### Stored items

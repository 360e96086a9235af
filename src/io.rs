// src/io.rs
//
// Flat text persistence, one row per site, whitespace separated.
//
// Spin configurations: `activity sx sy sz`, activity 0 (pinned) or 1
// (active); the activity column may be omitted, in which case every site
// is active. Any activity value other than 0/1 anywhere in the file
// disables partitioning for the whole file (all sites active).
//
// Lattice coordinates: `index x y z`. The index column is informational;
// rows are taken in file order.

use std::fs::File;
use std::io::{BufRead, BufReader, BufWriter, Write};
use std::path::Path;

use crate::error::SimError;
use crate::lattice::Lattice;
use crate::spin_field::SpinField;
use crate::vec3;

fn open(path: &Path) -> Result<BufReader<File>, SimError> {
    let file = File::open(path).map_err(|_| SimError::MissingFile(path.to_path_buf()))?;
    Ok(BufReader::new(file))
}

fn parse_f64(path: &Path, line: usize, s: &str) -> Result<f64, SimError> {
    s.parse().map_err(|_| SimError::MalformedLine {
        path: path.to_path_buf(),
        line,
        reason: format!("not a number: '{s}'"),
    })
}

/// Read `index x y z` rows.
pub fn read_coordinates(path: &Path) -> Result<Vec<[f64; 3]>, SimError> {
    let mut coords = Vec::new();
    for (lineno, line) in open(path)?.lines().enumerate() {
        let line = line?;
        let trimmed = line.trim();
        if trimmed.is_empty() || trimmed.starts_with('#') {
            continue;
        }
        let fields: Vec<&str> = trimmed.split_whitespace().collect();
        if fields.len() != 4 {
            return Err(SimError::MalformedLine {
                path: path.to_path_buf(),
                line: lineno + 1,
                reason: format!("expected 4 columns, got {}", fields.len()),
            });
        }
        coords.push([
            parse_f64(path, lineno + 1, fields[1])?,
            parse_f64(path, lineno + 1, fields[2])?,
            parse_f64(path, lineno + 1, fields[3])?,
        ]);
    }
    Ok(coords)
}

/// Write `index x y z` rows.
pub fn write_coordinates(path: &Path, lattice: &Lattice) -> Result<(), SimError> {
    let mut out = BufWriter::new(File::create(path)?);
    for (i, p) in lattice.coords().iter().enumerate() {
        writeln!(out, "{i} {:.12} {:.12} {:.12}", p[0], p[1], p[2])?;
    }
    out.flush()?;
    Ok(())
}

/// Write `activity sx sy sz` rows.
pub fn write_spin_config(path: &Path, field: &SpinField) -> Result<(), SimError> {
    let mut out = BufWriter::new(File::create(path)?);
    for (i, s) in field.spins().iter().enumerate() {
        let activity = if field.is_active(i)? { 1 } else { 0 };
        writeln!(out, "{activity} {:.12} {:.12} {:.12}", s[0], s[1], s[2])?;
    }
    out.flush()?;
    Ok(())
}

/// Read a spin configuration into `field`. Row count must match the field
/// size; spin vectors are normalized on the way in.
pub fn read_spin_config(path: &Path, field: &mut SpinField) -> Result<(), SimError> {
    let mut rows: Vec<(Option<f64>, [f64; 3])> = Vec::new();
    for (lineno, line) in open(path)?.lines().enumerate() {
        let line = line?;
        let trimmed = line.trim();
        if trimmed.is_empty() || trimmed.starts_with('#') {
            continue;
        }
        let fields: Vec<&str> = trimmed.split_whitespace().collect();
        let (activity, spin_cols) = match fields.len() {
            3 => (None, &fields[..]),
            4 => (
                Some(parse_f64(path, lineno + 1, fields[0])?),
                &fields[1..],
            ),
            n => {
                return Err(SimError::MalformedLine {
                    path: path.to_path_buf(),
                    line: lineno + 1,
                    reason: format!("expected 3 or 4 columns, got {n}"),
                })
            }
        };
        let spin = [
            parse_f64(path, lineno + 1, spin_cols[0])?,
            parse_f64(path, lineno + 1, spin_cols[1])?,
            parse_f64(path, lineno + 1, spin_cols[2])?,
        ];
        rows.push((activity, spin));
    }

    if rows.len() != field.len() {
        return Err(SimError::InvalidConfig(format!(
            "spin file {} carries {} rows for a {}-site field",
            path.display(),
            rows.len(),
            field.len()
        )));
    }

    // A single out-of-range activity value voids the partition column.
    let partition_ok = rows.iter().all(|(a, _)| match a {
        None => true,
        Some(v) => *v == 0.0 || *v == 1.0,
    });
    for (i, (_, spin)) in rows.iter().enumerate() {
        field.set_spin(i, *spin)?;
    }
    field.all_active();
    if partition_ok {
        for (i, (activity, _)) in rows.iter().enumerate() {
            if activity.map_or(false, |a| a == 0.0) {
                field.set_inactive_site(i)?;
            }
        }
    }
    Ok(())
}

/// Shared helper for tests and drivers comparing spin files.
pub fn spins_match(a: &[[f64; 3]], b: &[[f64; 3]], tol: f64) -> bool {
    a.len() == b.len()
        && a.iter()
            .zip(b.iter())
            .all(|(x, y)| vec3::dist2(*x, *y) <= tol * tol)
}

#[cfg(test)]
mod tests {
    use super::*;
    use crate::spin_field::SpinModel;

    fn temp_path(name: &str) -> std::path::PathBuf {
        let mut p = std::env::temp_dir();
        p.push(format!("spinlat-io-{}-{}", std::process::id(), name));
        p
    }

    #[test]
    fn spin_config_round_trip_preserves_partition_and_vectors() {
        let mut field = SpinField::new(SpinModel::Heisenberg, 4);
        let mut rng = crate::rng::RandomSource::from_seed(13);
        field.random_orientation(&mut rng);
        field.set_inactive_site(2).unwrap();
        let path = temp_path("roundtrip.dat");
        write_spin_config(&path, &field).unwrap();

        let mut back = SpinField::new(SpinModel::Heisenberg, 4);
        read_spin_config(&path, &mut back).unwrap();
        std::fs::remove_file(&path).ok();

        assert!(spins_match(field.spins(), back.spins(), 1e-6));
        assert!(!back.is_active(2).unwrap());
        assert_eq!(back.active_sites().len(), 3);
    }

    #[test]
    fn bad_activity_value_disables_partitioning() {
        let path = temp_path("badactivity.dat");
        let mut f = File::create(&path).unwrap();
        writeln!(f, "0 0 0 1").unwrap();
        writeln!(f, "2 1 0 0").unwrap();
        drop(f);

        let mut field = SpinField::new(SpinModel::Heisenberg, 2);
        read_spin_config(&path, &mut field).unwrap();
        std::fs::remove_file(&path).ok();
        assert_eq!(field.active_sites().len(), 2);
    }

    #[test]
    fn three_column_rows_mean_all_active() {
        let path = temp_path("threecol.dat");
        let mut f = File::create(&path).unwrap();
        writeln!(f, "0 0 1").unwrap();
        writeln!(f, "1 0 0").unwrap();
        drop(f);

        let mut field = SpinField::new(SpinModel::Heisenberg, 2);
        read_spin_config(&path, &mut field).unwrap();
        std::fs::remove_file(&path).ok();
        assert_eq!(field.active_sites().len(), 2);
        assert_eq!(field.spin(0).unwrap(), [0.0, 0.0, 1.0]);
    }

    #[test]
    fn missing_file_is_typed() {
        let mut field = SpinField::new(SpinModel::Heisenberg, 1);
        let err = read_spin_config(Path::new("/nonexistent/spins.dat"), &mut field);
        assert!(matches!(err, Err(SimError::MissingFile(_))));
    }
}
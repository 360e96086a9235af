// src/energy/three_site.rs
//
// Three-site scalar-chirality interaction over the oriented triangle
// triples:
//   E_cell = K * S1 . (S2 x S3)
// The triples are stored counterclockwise, so the sign of the chirality
// is well defined across the lattice. The scalar triple product is cyclic
// in (1,2,3) and flips sign under swapping two spins, which makes the
// per-corner gradient the cross product of the other two spins in cyclic
// order.

use std::sync::Arc;

use crate::energy::EnergyTerm;
use crate::lattice::Lattice;
use crate::vec3;

pub struct ThreeSiteEnergy {
    lattice: Arc<Lattice>,
    coupling: f64,
    /// Valid triple indices per site.
    membership: Vec<Vec<usize>>,
}

impl ThreeSiteEnergy {
    pub fn new(lattice: Arc<Lattice>, coupling: f64) -> Self {
        let mut membership = vec![Vec::new(); lattice.len()];
        for (index, cell) in lattice.three_site_cells().iter().enumerate() {
            if let Some(triple) = cell.sites() {
                for &site in &triple {
                    membership[site].push(index);
                }
            }
        }
        Self {
            lattice,
            coupling,
            membership,
        }
    }
}

impl EnergyTerm for ThreeSiteEnergy {
    fn site_energy(&self, spins: &[[f64; 3]], site: usize) -> f64 {
        let cells = self.lattice.three_site_cells();
        let mut e = 0.0;
        for &index in &self.membership[site] {
            if let Some([a, b, c]) = cells[index].sites() {
                e += self.coupling * vec3::dot(spins[a], vec3::cross(spins[b], spins[c]));
            }
        }
        e
    }

    fn field(&self, spins: &[[f64; 3]], site: usize) -> [f64; 3] {
        let cells = self.lattice.three_site_cells();
        let mut field = [0.0; 3];
        for &index in &self.membership[site] {
            let Some([a, b, c]) = cells[index].sites() else { continue };
            // cyclic: dE/dS_a = K (S_b x S_c), etc.
            let grad = if site == a {
                vec3::cross(spins[b], spins[c])
            } else if site == b {
                vec3::cross(spins[c], spins[a])
            } else if site == c {
                vec3::cross(spins[a], spins[b])
            } else {
                continue;
            };
            field = vec3::add(field, vec3::scale(grad, -self.coupling));
        }
        field
    }

    fn label(&self) -> &str {
        "three_site"
    }

    fn site_sum_weight(&self) -> f64 {
        1.0 / 3.0
    }
}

### YOUR TASK
Only lines of the data holding the word "push" go in the answer. Please copy each of them.

### ANSWER SECTION
        coords.push([
        rows.push((activity, spin));
        p.push(format!("spinlat-io-{}-{}", std::process::id(), name));
                    membership[site].push(index);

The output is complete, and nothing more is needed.